─── DATA IN THIS EXERCISE

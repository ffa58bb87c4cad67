//! # SQL Advisor
//!
//! Fingerprinting and heuristic review for SQL statements.
//!
//! Every statement is reduced to a literal-free fingerprint with a stable
//! 16 character id, parsed into an audit context and checked against a
//! catalog of anti-pattern rules.
//!
//! # Quick Start
//!
//! ```bash
//! # One statement
//! sql-advisor advise --sql "select * from users where id = 1"
//!
//! # A file of statements separated by `;`, as JSON
//! sql-advisor advise -q queries.sql -f json
//!
//! # JSON lines from stdin: {"schema": "db", "sql": "...", "ignore_rules": []}
//! cat requests.jsonl | sql-advisor advise -q - --input jsonl
//!
//! # Rule catalog
//! sql-advisor rules
//! ```
//!
//! # Exit Codes
//!
//! - `0` - Success, no findings or only informational ones
//! - `1` - Warnings found, or a fatal setup error
//! - `2` - Errors found, or a statement failed to parse
//!
//! # Logging
//!
//! Diagnostics go to stderr. `RUST_LOG` takes precedence over the `[log]`
//! level from configuration.

use std::process;

use clap::Parser;
use sql_advisor::{
    app::{AdviseParams, RulesParams, init_tracing, run_advise, run_rules},
    cli::{Cli, Commands},
    config::Config,
    error::AppResult
};

fn main() {
    match run() {
        Ok(code) => process::exit(code),
        Err(e) => {
            eprintln!("Error: {}", e);
            process::exit(1);
        }
    }
}

fn run() -> AppResult<i32> {
    let cli = Cli::parse();
    let config = Config::load_from(cli.config.as_deref())?;
    init_tracing(&config.log.level);

    let output = match cli.command {
        Commands::Advise {
            sql,
            queries,
            input,
            schema,
            ignore,
            dialect,
            output_format,
            no_color,
            parallel
        } => run_advise(
            AdviseParams {
                sql,
                queries_path: queries.map(|p| p.display().to_string()),
                input,
                schema,
                ignore,
                dialect,
                output_format,
                no_color,
                parallel
            },
            config
        )?,
        Commands::Rules {
            output_format,
            no_color
        } => run_rules(
            RulesParams {
                output_format,
                no_color
            },
            config
        )?
    };

    println!("{}", output.output);
    Ok(output.exit_code)
}
use sql_advisor::{
    config::RuleLimits,
    query::{AuditContext, SqlDialect, parse},
    rules::{Rule, Severity, builtin}
};

fn ctx(sql: &str) -> AuditContext {
    parse(sql, None, SqlDialect::MySQL).unwrap()
}

fn rule(id: &str) -> Box<dyn Rule> {
    builtin(&RuleLimits::default())
        .into_iter()
        .find(|r| r.info().id == id)
        .unwrap_or_else(|| panic!("no rule {id}"))
}

fn fires(id: &str, sql: &str) -> bool {
    rule(id).check(&ctx(sql)).is_some()
}

#[test]
fn test_every_rule_fires_on_its_case() {
    for rule in builtin(&RuleLimits::default()) {
        if rule.is_placeholder() {
            continue;
        }
        let info = rule.info();
        let context = parse(info.case, None, SqlDialect::MySQL)
            .unwrap_or_else(|e| panic!("{}: case does not parse: {}", info.id, e));
        let finding = rule
            .check(&context)
            .unwrap_or_else(|| panic!("{}: no finding for '{}'", info.id, info.case));
        assert_eq!(finding.rule_id, info.id);
        assert_eq!(finding.severity, info.severity);
    }
}

#[test]
fn test_placeholder_never_reports() {
    let ok = rule("OK");
    assert!(ok.is_placeholder());
    assert!(ok.check(&ctx("select * from t")).is_none());
}

#[test]
fn test_select_star() {
    assert!(fires("COL.001", "select * from t"));
    assert!(!fires("COL.001", "select id from t"));
    assert!(fires("COL.001", "select t.* from t"));
}

#[test]
fn test_insert_without_columns() {
    assert!(fires("COL.002", "insert into t values (1, 2)"));
    assert!(!fires("COL.002", "insert into t (a, b) values (1, 2)"));
}

#[test]
fn test_select_without_where() {
    assert!(fires("CLA.001", "select id from t"));
    assert!(!fires("CLA.001", "select id from t where id = 1"));
    assert!(!fires("CLA.001", "select 1 from dual"));
    assert!(!fires("CLA.001", "select 1"));
}

#[test]
fn test_offset_pagination() {
    assert!(fires("CLA.003", "select a from t where b = 1 limit 10 offset 20"));
    assert!(fires("CLA.003", "select a from t where b = 1 limit 20, 10"));
    assert!(!fires("CLA.003", "select a from t where b = 1 limit 10"));
    assert!(!fires("CLA.003", "select a from t where b = 1 limit 10 offset 0"));
}

#[test]
fn test_mixed_order_direction() {
    assert!(fires("CLA.007", "select a from t where b = 1 order by a desc, c"));
    assert!(!fires("CLA.007", "select a from t where b = 1 order by a desc, c desc"));
}

#[test]
fn test_group_by_needs_order() {
    assert!(fires("CLA.008", "select a, count(*) from t group by a"));
    assert!(!fires("CLA.008", "select a, count(*) from t group by a order by a"));
}

#[test]
fn test_delete_and_update_without_where() {
    assert!(fires("CLA.014", "delete from t"));
    assert!(!fires("CLA.014", "delete from t where id = 1"));
    assert!(fires("CLA.015", "update t set a = 1"));
    assert!(!fires("CLA.015", "update t set a = 1 where id = 2"));
}

#[test]
fn test_leading_wildcard_like() {
    assert!(fires("ARG.001", "select a from t where name like '%abc'"));
    assert!(!fires("ARG.001", "select a from t where name like 'abc%'"));
}

#[test]
fn test_long_in_list_respects_limit() {
    let sql = "select id from t where id in (1, 2, 3)";
    assert!(!fires("ARG.005", sql));

    let strict = RuleLimits {
        max_in_count: 2,
        ..RuleLimits::default()
    };
    let rule = builtin(&strict)
        .into_iter()
        .find(|r| r.info().id == "ARG.005")
        .unwrap();
    assert!(rule.check(&ctx(sql)).is_some());
}

#[test]
fn test_function_on_indexed_column() {
    assert!(fires("FUN.001", "select id from t where date(created) = '2020-01-01'"));
    assert!(!fires("FUN.001", "select id from t where created = now()"));
}

#[test]
fn test_count_column() {
    assert!(fires("FUN.005", "select count(a) from t"));
    assert!(!fires("FUN.005", "select count(*) from t"));
}

#[test]
fn test_sum_null_guard() {
    assert!(fires("FUN.006", "select sum(a) from t"));
    assert!(!fires("FUN.006", "select ifnull(sum(a), 0) from t"));
}

#[test]
fn test_equals_null_is_error() {
    let finding = rule("STA.001").check(&ctx("select a from t where b = null")).unwrap();
    assert_eq!(finding.severity, Severity::Error);
    assert!(!fires("STA.001", "select a from t where b is null"));
}

#[test]
fn test_constant_conditions() {
    assert!(fires("RES.006", "select a from t where 1 = 2"));
    assert!(!fires("RES.006", "select a from t where 1 = 1"));
    assert!(fires("RES.007", "select a from t where 1 = 1"));
    assert!(!fires("RES.007", "select a from t where a = 1"));
}

#[test]
fn test_limit_without_order() {
    assert!(fires("RES.002", "select a from t where b = 1 limit 1"));
    assert!(!fires("RES.002", "select a from t where b = 1 order by a limit 1"));
}

#[test]
fn test_self_join() {
    assert!(fires("JOI.002", "select a.id from t a join t b on a.id = b.pid"));
    assert!(!fires("JOI.002", "select a.id from t a join u b on a.id = b.pid"));
}

#[test]
fn test_join_count_limit() {
    assert!(!fires("JOI.005", "select t1.id from t1 join t2 on t1.id = t2.id"));
}

#[test]
fn test_cross_database() {
    assert!(!fires("JOI.008", "select t1.id from db1.t1 join db1.t2 on t1.id = t2.id"));
}

#[test]
fn test_union_without_all() {
    assert!(fires("SUB.002", "select a from t1 union select a from t2"));
    assert!(!fires("SUB.002", "select a from t1 union all select a from t2"));
}

#[test]
fn test_subquery_depth_limit() {
    assert!(!fires("SUB.004", "select a from t where id in (select id from u)"));
}

#[test]
fn test_truncate_and_destructive() {
    assert!(fires("SEC.001", "truncate table t"));
    assert!(!fires("SEC.001", "delete from t where id = 1"));
    assert!(fires("SEC.003", "delete from t where id = 1"));
    assert!(!fires("SEC.003", "select id from t"));
}

#[test]
fn test_ip_as_string() {
    assert!(fires("LIT.001", "select a from t where ip = '10.0.0.1'"));
    assert!(!fires("LIT.001", "select a from t where ip = 'host'"));
}

#[test]
fn test_self_alias() {
    assert!(fires("ALI.003", "select a as a from t"));
    assert!(!fires("ALI.003", "select a as b from t"));
}
//! Type definitions for the heuristic rule system.
//!
//! This module defines the core types used throughout the rule engine:
//! - [`Severity`] - Finding severity levels (Info, Warning, Error)
//! - [`RuleCategory`] - Rule categories
//! - [`RuleInfo`] - Static rule metadata
//! - [`Finding`] - A single diagnostic produced by a rule

use serde::Serialize;

/// Severity level of a finding.
///
/// Ordered from lowest to highest severity for sorting purposes.
/// Exit codes are determined by the highest severity finding.
#[derive(Debug, Clone, Copy, PartialEq, Eq, PartialOrd, Ord, Hash, Serialize)]
pub enum Severity {
    /// Informational suggestion, does not affect exit code
    Info,
    /// Warning that may indicate a problem (exit code 1)
    Warning,
    /// Critical issue that must be addressed (exit code 2)
    Error
}

impl std::fmt::Display for Severity {
    fn fmt(&self, f: &mut std::fmt::Formatter<'_>) -> std::fmt::Result {
        match self {
            Self::Info => write!(f, "INFO"),
            Self::Warning => write!(f, "WARN"),
            Self::Error => write!(f, "ERROR")
        }
    }
}

/// Parse severity string to enum.
///
/// # Arguments
///
/// * `s` - Severity name from configuration, case-insensitive (`info`,
///   `warning` or `warn`, `error`)
///
/// # Returns
///
/// `None` for unknown names.
///
/// # Example
///
/// ```
/// use sql_advisor::rules::{Severity, parse_severity};
///
/// assert_eq!(parse_severity("WARN"), Some(Severity::Warning));
/// assert_eq!(parse_severity("fatal"), None);
/// ```
pub fn parse_severity(s: &str) -> Option<Severity> {
    match s.to_lowercase().as_str() {
        "error" => Some(Severity::Error),
        "warning" | "warn" => Some(Severity::Warning),
        "info" => Some(Severity::Info),
        _ => None
    }
}

/// Category of a rule for grouping and filtering.
#[derive(Debug, Clone, Copy, PartialEq, Eq, Serialize)]
pub enum RuleCategory {
    /// Rules that detect potential performance issues
    Performance,
    /// Rules that enforce coding style and best practices
    Style,
    /// Rules that identify dangerous operations
    Security,
    /// Rules that catch statements returning something other than intended
    Correctness
}

impl std::fmt::Display for RuleCategory {
    fn fmt(&self, f: &mut std::fmt::Formatter<'_>) -> std::fmt::Result {
        match self {
            Self::Performance => write!(f, "Performance"),
            Self::Style => write!(f, "Style"),
            Self::Security => write!(f, "Security"),
            Self::Correctness => write!(f, "Correctness")
        }
    }
}

/// Metadata about a rule for identification and configuration.
#[derive(Debug, Clone, Serialize)]
pub struct RuleInfo {
    /// Unique rule identifier (e.g., "COL.001")
    pub id:       &'static str,
    /// One-line description of the anti-pattern
    pub summary:  &'static str,
    /// Default severity level
    pub severity: Severity,
    /// Rule category
    pub category: RuleCategory,
    /// Statement the rule reports on
    pub case:     &'static str
}

/// A single diagnostic produced by a rule.
#[derive(Debug, Clone, PartialEq, Serialize)]
pub struct Finding {
    /// Identifier of the rule that produced the finding
    pub rule_id:  &'static str,
    pub summary:  &'static str,
    /// Human-readable explanation with a suggested fix
    pub message:  String,
    pub severity: Severity,
    pub category: RuleCategory,
    /// Offending clause, column or fragment
    #[serde(skip_serializing_if = "Option::is_none")]
    pub detail:   Option<String>,
    /// Byte offset of the offending token
    #[serde(skip_serializing_if = "Option::is_none")]
    pub position: Option<usize>
}

impl Finding {
    /// Finding carrying the rule's own metadata.
    ///
    /// # Arguments
    ///
    /// * `info` - Metadata of the reporting rule; id, summary, severity and
    ///   category are copied from it
    /// * `message` - Explanation shown to the user
    pub fn new(info: &RuleInfo, message: impl Into<String>) -> Self {
        Self {
            rule_id:  info.id,
            summary:  info.summary,
            message:  message.into(),
            severity: info.severity,
            category: info.category,
            detail:   None,
            position: None
        }
    }

    pub fn with_detail(mut self, detail: impl Into<String>) -> Self {
        self.detail = Some(detail.into());
        self
    }

    pub fn at(mut self, position: usize) -> Self {
        self.position = Some(position);
        self
    }
}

──────

[EXERCISE DESCRIPTION]: Reproduce each line from the listing above that includes the word "impl".

[TASK RESPONSE]:
impl std::fmt::Display for Severity {
impl std::fmt::Display for RuleCategory {
impl Finding {
    pub fn new(info: &RuleInfo, message: impl Into<String>) -> Self {
    pub fn with_detail(mut self, detail: impl Into<String>) -> Self {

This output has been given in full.